[Collected data entries]
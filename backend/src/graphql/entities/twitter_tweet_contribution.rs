use async_graphql::SimpleObject;
use protocol_macros::{GraphQLEntity, GraphQLOperations, GraphQLRelations};
use serde::{Deserialize, Serialize};

use crate::graphql::scalars::Timestamp;

/// Links a tweet to the contribution it documents.
#[derive(
    GraphQLEntity,
    GraphQLRelations,
    GraphQLOperations,
    SimpleObject,
    Clone,
    Debug,
    Serialize,
    Deserialize,
)]
#[graphql(name = "TwitterTweetContribution", complex, rename_fields = "snake_case")]
#[graphql_entity(
    table = "twitter_tweet_contribution",
    plural = "TwitterTweetContributions",
    unique = "twitter_tweet_id, contribution_id"
)]
#[relation(name = "twitter_tweet", target = "TwitterTweet", belongs_to = "twitter_tweet_id")]
#[relation(name = "contribution", target = "Contribution", belongs_to = "contribution_id")]
pub struct TwitterTweetContribution {
    #[primary_key]
    pub id: i32,

    #[foreign_key(table = "twitter_tweet", on_delete = "CASCADE")]
    pub twitter_tweet_id: i32,

    #[foreign_key(table = "contribution", on_delete = "CASCADE")]
    pub contribution_id: i32,

    #[graphql(name = "createdAt")]
    pub created_at: Timestamp,

    #[graphql(name = "updatedAt")]
    pub updated_at: Timestamp,
}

▸ WHAT YOU NEED TO DO
All the records above need to be set down again exactly as they were given.

▸ WRITTEN ANSWER
filename backend/src/graphql/entities/twitter_tweet_contribution.rs
use async_graphql::SimpleObject;
use protocol_macros::{GraphQLEntity, GraphQLOperations, GraphQLRelations};
use serde::{Deserialize, Serialize};

use crate::graphql::scalars::Timestamp;

/// Links a tweet to the contribution it documents.
#[derive(
    GraphQLEntity,
    GraphQLRelations,
    GraphQLOperations,
    SimpleObject,
    Clone,
    Debug,
    Serialize,
    Deserialize,
)]
#[graphql(name = "TwitterTweetContribution", complex, rename_fields = "snake_case")]
#[graphql_entity(
    table = "twitter_tweet_contribution",
    plural = "TwitterTweetContributions",
    unique = "twitter_tweet_id, contribution_id"
)]
#[relation(name = "twitter_tweet", target = "TwitterTweet", belongs_to = "twitter_tweet_id")]
#[relation(name = "contribution", target = "Contribution", belongs_to = "contribution_id")]
pub struct TwitterTweetContribution {
    #[primary_key]
    pub id: i32,

    #[foreign_key(table = "twitter_tweet", on_delete = "CASCADE")]
    pub twitter_tweet_id: i32,

    #[foreign_key(table = "contribution", on_delete = "CASCADE")]
    pub contribution_id: i32,

    #[graphql(name = "createdAt")]
    pub created_at: Timestamp,

    #[graphql(name = "updatedAt")]
    pub updated_at: Timestamp,
}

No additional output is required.